___ DATASET CONTENT ___

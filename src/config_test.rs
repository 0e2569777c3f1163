use super::*;

#[test]
fn default_uses_hosted_backend() {
    assert_eq!(ApiConfig::default().base_url, DEFAULT_API_BASE_URL);
}

#[test]
fn blank_value_falls_back_to_default() {
    assert_eq!(ApiConfig::from_raw(Some("   ")).base_url, DEFAULT_API_BASE_URL);
}

#[test]
fn trailing_slashes_are_trimmed() {
    assert_eq!(
        ApiConfig::from_raw(Some("http://localhost:5000//")).base_url,
        "http://localhost:5000"
    );
}

#[test]
fn surrounding_whitespace_is_ignored() {
    assert_eq!(ApiConfig::from_raw(Some(" https://api.example.com ")).base_url, "https://api.example.com");
}
use super::*;

#[test]
fn push_assigns_increasing_ids() {
    let mut toasts = ToastState::default();
    let first = toasts.success("saved");
    let second = toasts.error("failed");
    assert!(second > first);
    assert_eq!(toasts.items.len(), 2);
    assert_eq!(toasts.items[0].kind, ToastKind::Success);
    assert_eq!(toasts.items[1].kind, ToastKind::Error);
}

#[test]
fn dismiss_removes_only_matching_toast() {
    let mut toasts = ToastState::default();
    let keep = toasts.success("keep");
    let drop = toasts.error("drop");
    toasts.dismiss(drop);
    assert_eq!(toasts.items.len(), 1);
    assert_eq!(toasts.items[0].id, keep);
}

#[test]
fn dismiss_unknown_id_is_noop() {
    let mut toasts = ToastState::default();
    toasts.success("hello");
    toasts.dismiss(999);
    assert_eq!(toasts.items.len(), 1);
}

#[test]
fn oldest_toasts_are_dropped_past_limit() {
    let mut toasts = ToastState::default();
    for i in 0..(MAX_TOASTS + 2) {
        toasts.success(format!("toast {i}"));
    }
    assert_eq!(toasts.items.len(), MAX_TOASTS);
    assert_eq!(toasts.items[0].message, "toast 2");
}
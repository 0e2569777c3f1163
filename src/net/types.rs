//! Wire DTOs for the habit backend's REST API.
//!
//! DESIGN
//! ======
//! Only the fields the client renders are modelled. Optional fields default so
//! a sparse backend record still deserializes instead of failing the page.

#[cfg(test)]
#[path = "types_test.rs"]
mod types_test;

use serde::{Deserialize, Serialize};

/// A habit record as returned by `/api/habits`.
#[derive(Clone, Debug, PartialEq, Eq, Serialize, Deserialize)]
pub struct Habit {
    /// Backend document id.
    #[serde(rename = "_id")]
    pub id: String,
    pub name: String,
    #[serde(default)]
    pub description: String,
    /// Consecutive completion count computed by the backend.
    #[serde(default)]
    pub streak: u32,
}

/// Body for `POST /api/habits`.
#[derive(Clone, Debug, Default, PartialEq, Eq, Serialize, Deserialize)]
pub struct NewHabit {
    pub name: String,
    pub description: String,
}

/// Body for `POST /api/auth/login`.
#[derive(Clone, Debug, PartialEq, Eq, Serialize)]
pub struct LoginRequest {
    pub email: String,
    pub password: String,
}

/// Body for `POST /api/auth/register`.
#[derive(Clone, Debug, PartialEq, Eq, Serialize)]
pub struct RegisterRequest {
    pub username: String,
    pub email: String,
    pub password: String,
}

#[derive(Clone, Debug, PartialEq, Eq, Deserialize)]
pub struct LoginResponse {
    pub token: String,
}

/// Scoring summary from `GET /api/auth/me`.
#[derive(Clone, Debug, Default, PartialEq, Eq, Deserialize)]
pub struct CurrentUser {
    #[serde(default)]
    pub points: i64,
    #[serde(default)]
    pub badges: Vec<String>,
}

/// Result of `PUT /api/habits/{id}/complete`.
#[derive(Clone, Debug, PartialEq, Eq, Deserialize)]
pub struct Completion {
    pub habit: Habit,
    #[serde(default)]
    pub points: i64,
    #[serde(default)]
    pub badges: Vec<String>,
}

/// Error body the backend sends with rejections (`{"msg": "..."}`).
#[derive(Clone, Debug, Default, PartialEq, Eq, Deserialize)]
pub struct ErrorBody {
    #[serde(default)]
    pub msg: Option<String>,
}
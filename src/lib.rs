//! # habit-tracker
//!
//! Leptos + WASM client for the habit tracker backend.
//!
//! Users sign up, log in, add habits, mark them complete, and watch streaks,
//! points and badges. All scoring and persistence live in the backend; this
//! crate owns the session token lifecycle, route protection, the REST client,
//! and the pages that render it.
//!
//! Browser-only code sits behind the `csr` feature. Without it the crate
//! builds natively and the unit tests exercise the session, guard and
//! payload logic directly.

pub mod app;
pub mod components;
pub mod config;
pub mod net;
pub mod pages;
pub mod state;
pub mod util;
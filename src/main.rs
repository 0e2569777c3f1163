//! Browser entry point. Build with `trunk serve` (enables `csr`).

fn main() {
    #[cfg(feature = "csr")]
    {
        console_error_panic_hook::set_once();
        let _ = console_log::init_with_level(log::Level::Debug);
        leptos::mount::mount_to_body(habit_tracker::app::App);
    }
    #[cfg(not(feature = "csr"))]
    {
        eprintln!("habit-tracker runs in the browser; build it with `trunk serve`");
    }
}
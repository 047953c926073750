use axum::{Router, extract::Extension, routing::post};
use clap::{Args, Parser, Subcommand};
use shopping_cluster::config::ClusterConfig;
use shopping_cluster::node::{ReplicaNode, handlers as node_handlers};
use shopping_cluster::protocol::{ENDPOINT_MESSAGE, Endpoint, HttpTransport, Message, Transport, discover_router};
use shopping_cluster::router::{RouterService, handlers as router_handlers};
use shopping_cluster::storage::{DiskStore, KeyValueStore, MemoryStore};
use std::path::PathBuf;
use std::sync::Arc;
use std::time::Duration;
use tracing_subscriber::EnvFilter;

#[derive(Parser, Debug)]
#[command(name = "shopping-cluster", about = "Replicated shopping-list store")]
struct Cli {
    #[command(flatten)]
    cluster: ClusterArgs,

    #[command(subcommand)]
    command: Command,
}

#[derive(Subcommand, Debug)]
enum Command {
    /// Run a router on one of the router ports.
    Router {
        #[arg(long, env = "SHOPPING_ROUTER_PORT")]
        port: u16,
    },
    /// Run a storage server.
    Server {
        #[arg(long, env = "SHOPPING_SERVER_ID")]
        id: u32,
        /// Join a running cluster instead of taking the bootstrap ring.
        #[arg(long)]
        join: bool,
        /// Keep lists on disk under this directory instead of in memory.
        #[arg(long, env = "SHOPPING_DATA_DIR")]
        data_dir: Option<PathBuf>,
    },
    /// Ask the cluster to remove a server from the ring.
    Leave {
        #[arg(long)]
        id: u32,
    },
    /// Report which router port answers.
    Probe,
}

#[derive(Args, Debug)]
struct ClusterArgs {
    #[arg(long, global = true, env = "SHOPPING_HOST", default_value = "127.0.0.1")]
    host: String,
    #[arg(long, global = true, env = "SHOPPING_SERVER_BASE_PORT", default_value_t = 5000)]
    server_base_port: u16,
    #[arg(long, global = true, env = "SHOPPING_ROUTER_PORTS", value_delimiter = ',', default_values_t = [6001, 6002, 6003])]
    router_ports: Vec<u16>,
    #[arg(long, global = true, env = "SHOPPING_HASH_MODULUS", default_value_t = 1000)]
    hash_modulus: u64,
    #[arg(long, global = true, env = "SHOPPING_VIRTUAL_NODES", default_value_t = 3)]
    virtual_nodes: u32,
    #[arg(long, global = true, env = "SHOPPING_INITIAL_SERVERS", default_value_t = 4)]
    initial_servers: u32,
    #[arg(long, global = true, env = "SHOPPING_REPLICAS", default_value_t = 2)]
    replicas: usize,
    #[arg(long, global = true, env = "SHOPPING_FANOUT_CANDIDATES", default_value_t = 10)]
    fanout_candidates: usize,
    #[arg(long, global = true, env = "SHOPPING_PROBE_TIMEOUT_MS", default_value_t = 200)]
    probe_timeout_ms: u64,
    #[arg(long, global = true, env = "SHOPPING_DATA_TIMEOUT_MS", default_value_t = 1000)]
    data_timeout_ms: u64,
    #[arg(long, global = true, env = "SHOPPING_FANOUT_DEADLINE_MS", default_value_t = 10_000)]
    fanout_deadline_ms: u64,
    #[arg(long, global = true, env = "SHOPPING_REQUEST_DEADLINE_MS", default_value_t = 5000)]
    request_deadline_ms: u64,
    #[arg(long, global = true, env = "SHOPPING_JOIN_SETTLE_MS", default_value_t = 1000)]
    join_settle_ms: u64,
    /// Zero disables the hinted-handoff sweep.
    #[arg(long, global = true, env = "SHOPPING_HANDOFF_INTERVAL_MS", default_value_t = 10_000)]
    handoff_interval_ms: u64,
}

impl From<ClusterArgs> for ClusterConfig {
    fn from(args: ClusterArgs) -> Self {
        Self {
            host: args.host,
            server_base_port: args.server_base_port,
            router_ports: args.router_ports,
            hash_modulus: args.hash_modulus,
            virtual_nodes_per_server: args.virtual_nodes,
            initial_servers: args.initial_servers,
            replica_count: args.replicas,
            fanout_candidates: args.fanout_candidates,
            probe_timeout: Duration::from_millis(args.probe_timeout_ms),
            data_timeout: Duration::from_millis(args.data_timeout_ms),
            fanout_deadline: Duration::from_millis(args.fanout_deadline_ms),
            request_deadline: Duration::from_millis(args.request_deadline_ms),
            join_settle_delay: Duration::from_millis(args.join_settle_ms),
            handoff_interval: Duration::from_millis(args.handoff_interval_ms),
        }
    }
}

#[tokio::main]
async fn main() -> anyhow::Result<()> {
    tracing_subscriber::fmt()
        .with_env_filter(EnvFilter::try_from_default_env().unwrap_or_else(|_| EnvFilter::new("info")))
        .init();

    let cli = Cli::parse();
    let config = Arc::new(ClusterConfig::from(cli.cluster));
    let transport = Arc::new(HttpTransport::new(config.clone()));

    match cli.command {
        Command::Router { port } => run_router(port, config, transport).await,
        Command::Server { id, join, data_dir } => run_server(id, join, data_dir, config, transport).await,
        Command::Leave { id } => request_leave(id, &config, transport.as_ref()).await,
        Command::Probe => {
            let port = discover_router(transport.as_ref(), &config.router_ports, config.probe_timeout)
                .await
                .ok_or_else(|| anyhow::anyhow!("no router answered on {:?}", config.router_ports))?;
            println!("router on port {}", port);
            Ok(())
        }
    }
}

async fn run_router(port: u16, config: Arc<ClusterConfig>, transport: Arc<HttpTransport>) -> anyhow::Result<()> {
    let addr = config.router_bind_addr(port)?;
    let router = RouterService::new(port, config, transport);
    // A router started after membership changes must not serve the bootstrap ring.
    router.sync_from_peers().await;

    let app = Router::new()
        .route(ENDPOINT_MESSAGE, post(router_handlers::handle_message::<HttpTransport>))
        .layer(Extension(router));

    let listener = tokio::net::TcpListener::bind(addr).await?;
    tracing::info!("Router listening on {}", addr);
    axum::serve(listener, app)
        .with_graceful_shutdown(shutdown_signal())
        .await?;
    Ok(())
}

async fn run_server(
    server_id: u32,
    join: bool,
    data_dir: Option<PathBuf>,
    config: Arc<ClusterConfig>,
    transport: Arc<HttpTransport>,
) -> anyhow::Result<()> {
    let store: Arc<dyn KeyValueStore> = match data_dir {
        Some(dir) => Arc::new(DiskStore::open(dir)?),
        None => Arc::new(MemoryStore::new()),
    };
    let addr = config.server_bind_addr(server_id)?;
    let node = ReplicaNode::new(server_id, config, store, transport);

    let app = Router::new()
        .route(ENDPOINT_MESSAGE, post(node_handlers::handle_message::<HttpTransport>))
        .layer(Extension(node.clone()));

    // Listen before announcing ourselves: the router pushes the ring right after a join.
    let listener = tokio::net::TcpListener::bind(addr).await?;
    tracing::info!("Server {} listening on {}", server_id, addr);
    let server = tokio::spawn(async move {
        axum::serve(listener, app)
            .with_graceful_shutdown(shutdown_signal())
            .await
    });

    let router_port = node.enter_cluster(join).await?;
    tracing::info!("Server {} registered with router :{}", server_id, router_port);
    node.start_handoff_loop();

    server.await??;
    Ok(())
}

async fn request_leave<T: Transport>(server_id: u32, config: &ClusterConfig, transport: &T) -> anyhow::Result<()> {
    let port = discover_router(transport, &config.router_ports, config.probe_timeout)
        .await
        .ok_or_else(|| anyhow::anyhow!("no router answered on {:?}", config.router_ports))?;

    let request = Message::LeaveHashRing { server_id };
    match transport.send(Endpoint::Router(port), &request, config.data_timeout).await? {
        Message::Ack { detail } => {
            tracing::info!("{}", detail);
            Ok(())
        }
        other => Err(anyhow::anyhow!("router refused leave: {:?}", other)),
    }
}

async fn shutdown_signal() {
    if let Err(e) = tokio::signal::ctrl_c().await {
        tracing::error!("Failed to listen for Ctrl+C: {}", e);
        std::future::pending::<()>().await;
    }
    tracing::info!("Shutting down");
}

___

> [INSTRUCTIONS FOR THE TASK]
Using the entries shown above, reproduce verbatim the lines from the line bearing "console_error_panic_hook::set_once();" to the line bearing "the router ports.", inclusive.

> [YOUR SOLUTION]
        console_error_panic_hook::set_once();
        let _ = console_log::init_with_level(log::Level::Debug);
        leptos::mount::mount_to_body(habit_tracker::app::App);
    }
    #[cfg(not(feature = "csr"))]
    {
        eprintln!("habit-tracker runs in the browser; build it with `trunk serve`");
    }
}
repository 047953c926073750
use axum::{Router, extract::Extension, routing::post};
use clap::{Args, Parser, Subcommand};
use shopping_cluster::config::ClusterConfig;
use shopping_cluster::node::{ReplicaNode, handlers as node_handlers};
use shopping_cluster::protocol::{ENDPOINT_MESSAGE, Endpoint, HttpTransport, Message, Transport, discover_router};
use shopping_cluster::router::{RouterService, handlers as router_handlers};
use shopping_cluster::storage::{DiskStore, KeyValueStore, MemoryStore};
use std::path::PathBuf;
use std::sync::Arc;
use std::time::Duration;
use tracing_subscriber::EnvFilter;

#[derive(Parser, Debug)]
#[command(name = "shopping-cluster", about = "Replicated shopping-list store")]
struct Cli {
    #[command(flatten)]
    cluster: ClusterArgs,

    #[command(subcommand)]
    command: Command,
}

#[derive(Subcommand, Debug)]
enum Command {
    /// Run a router on one of the router ports.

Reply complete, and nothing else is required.